God is at work even in her defiance.
When I started writing Trial by Patience, I stumbled upon equine therapy. While I’d always seen this as a thing, I’d not realized there were actual equine therapy barns available across the US. I contacted one in my state, and they were incredibly helpful with my questions. Although they did not deal with abused kids, they did work with disabled kids, and they invited me down for a visit. The work they do is phenomenal.
Several people have asked if the series is finished. The answer is…I don’t know. I know. I’m terrible. You see, Danny has a brother who really deserves his own story. But he’s not speaking to me right now. I guess he’s not ready yet. Or I’m not ready yet. When it’s time to tell Grant’s story, I’ll know. I love these characters. They are the first fictional family I created. Writing their stories affected me in ways I can’t even explain, except to say I’m better for having known them.
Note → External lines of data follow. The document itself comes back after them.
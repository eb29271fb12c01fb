//! Document selector matching.
//!
//! A selector is an ordered list of filters; a document matches the selector
//! when it matches at least one filter, and matches a filter when every
//! constraint the filter specifies holds. Absent constraints are always
//! satisfied.

use globset::GlobBuilder;
use lsp_types::{DocumentFilter, DocumentSelector, TextDocumentItem};
use tracing::debug;

/// Returns whether `document` matches `selector`.
///
/// An absent selector matches every document. The wildcard `"*"` language
/// or scheme is satisfied by any document; glob patterns are matched
/// against the path component of the document URI, with `*` never crossing
/// path separators.
pub fn matches(selector: Option<&DocumentSelector>, document: &TextDocumentItem) -> bool {
	match selector {
		None => true,
		Some(filters) => filters.iter().any(|filter| filter_matches(filter, document)),
	}
}

fn filter_matches(filter: &DocumentFilter, document: &TextDocumentItem) -> bool {
	if let Some(language) = &filter.language
		&& language != "*"
		&& *language != document.language_id
	{
		return false;
	}
	if let Some(scheme) = &filter.scheme
		&& scheme != "*"
		&& uri_scheme(document.uri.as_str()) != Some(scheme.as_str())
	{
		return false;
	}
	if let Some(pattern) = &filter.pattern
		&& !glob_matches(pattern, uri_path(document.uri.as_str()))
	{
		return false;
	}
	true
}

fn glob_matches(pattern: &str, path: &str) -> bool {
	match GlobBuilder::new(pattern).literal_separator(true).build() {
		Ok(glob) => glob.compile_matcher().is_match(path),
		Err(error) => {
			debug!(pattern = %pattern, error = %error, "Invalid document selector glob");
			false
		}
	}
}

fn uri_scheme(uri: &str) -> Option<&str> {
	uri.split_once(':').map(|(scheme, _)| scheme)
}

fn uri_path(uri: &str) -> &str {
	let rest = match uri.split_once(':') {
		Some((_, rest)) => rest,
		None => uri,
	};
	// With an authority component the path starts at the next slash.
	let path = match rest.strip_prefix("//") {
		Some(with_authority) => match with_authority.find('/') {
			Some(index) => &with_authority[index..],
			None => "",
		},
		None => rest,
	};
	match path.find(['?', '#']) {
		Some(index) => &path[..index],
		None => path,
	}
}

#[cfg(test)]
mod tests {
	use super::*;

	fn doc(uri: &str, language: &str) -> TextDocumentItem {
		TextDocumentItem {
			uri: uri.parse().expect("valid uri"),
			language_id: language.into(),
			version: 0,
			text: String::new(),
		}
	}

	fn language_filter(language: &str) -> DocumentFilter {
		DocumentFilter {
			language: Some(language.into()),
			scheme: None,
			pattern: None,
		}
	}

	#[test]
	fn absent_selector_matches_everything() {
		assert!(matches(None, &doc("file:///f", "l")));
		assert!(matches(None, &doc("untitled:Untitled-1", "plaintext")));
	}

	#[test]
	fn wildcard_language_matches_everything() {
		let selector = vec![language_filter("*")];
		assert!(matches(Some(&selector), &doc("file:///f", "l")));
		assert!(matches(Some(&selector), &doc("untitled:Untitled-1", "other")));
	}

	#[test]
	fn language_must_match() {
		let selector = vec![language_filter("l")];
		assert!(matches(Some(&selector), &doc("file:///f", "l")));
		assert!(!matches(Some(&selector), &doc("file:///f", "x")));
	}

	#[test]
	fn filters_are_disjunctive() {
		let selector = vec![language_filter("a"), language_filter("l")];
		assert!(matches(Some(&selector), &doc("file:///f", "l")));
		assert!(!matches(Some(&selector), &doc("file:///f", "x")));
	}

	#[test]
	fn constraints_within_a_filter_are_conjunctive() {
		let selector = vec![DocumentFilter {
			language: Some("l".into()),
			scheme: Some("untitled".into()),
			pattern: None,
		}];
		assert!(!matches(Some(&selector), &doc("file:///f", "l")));
		assert!(matches(Some(&selector), &doc("untitled:Untitled-1", "l")));
	}

	#[test]
	fn scheme_must_match() {
		let selector = vec![DocumentFilter {
			language: None,
			scheme: Some("file".into()),
			pattern: None,
		}];
		assert!(matches(Some(&selector), &doc("file:///f", "l")));
		assert!(!matches(Some(&selector), &doc("untitled:Untitled-1", "l")));
	}

	#[test]
	fn empty_selector_matches_nothing() {
		let selector = Vec::new();
		assert!(!matches(Some(&selector), &doc("file:///f", "l")));
	}

	#[test]
	fn glob_matches_uri_path() {
		let selector = vec![DocumentFilter {
			language: None,
			scheme: None,
			pattern: Some("**/*.rs".into()),
		}];
		assert!(matches(Some(&selector), &doc("file:///src/main.rs", "rust")));
		assert!(!matches(Some(&selector), &doc("file:///src/main.py", "python")));
	}

	#[test]
	fn glob_star_does_not_cross_separators() {
		let selector = vec![DocumentFilter {
			language: None,
			scheme: None,
			pattern: Some("*.rs".into()),
		}];
		assert!(!matches(Some(&selector), &doc("file:///src/main.rs", "rust")));
	}

	#[test]
	fn invalid_glob_never_matches() {
		let selector = vec![DocumentFilter {
			language: None,
			scheme: None,
			pattern: Some("[".into()),
		}];
		assert!(!matches(Some(&selector), &doc("file:///f", "l")));
	}

	#[test]
	fn test_uri_scheme() {
		assert_eq!(uri_scheme("file:///f"), Some("file"));
		assert_eq!(uri_scheme("untitled:Untitled-1"), Some("untitled"));
		assert_eq!(uri_scheme("no-colon"), None);
	}

	#[test]
	fn test_uri_path() {
		assert_eq!(uri_path("file:///src/main.rs"), "/src/main.rs");
		assert_eq!(uri_path("https://host/a/b?q=1#frag"), "/a/b");
		assert_eq!(uri_path("untitled:Untitled-1"), "Untitled-1");
		assert_eq!(uri_path("https://host"), "");
	}
}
While I’ve moved on to happier story plots, I can’t promise God will never pull me back. In fact, I’m certain I’ll find myself back here again as I have an entire trilogy in my head that deals with alcoholism. Don’t look for it anytime soon though. I’ve re-written it three times already. Fun times ahead. I guess what I’m trying to say is that even though a story is done, it’s never quite finished.
Don’t tell my other babies in this series, but Trial by Patience is my favorite.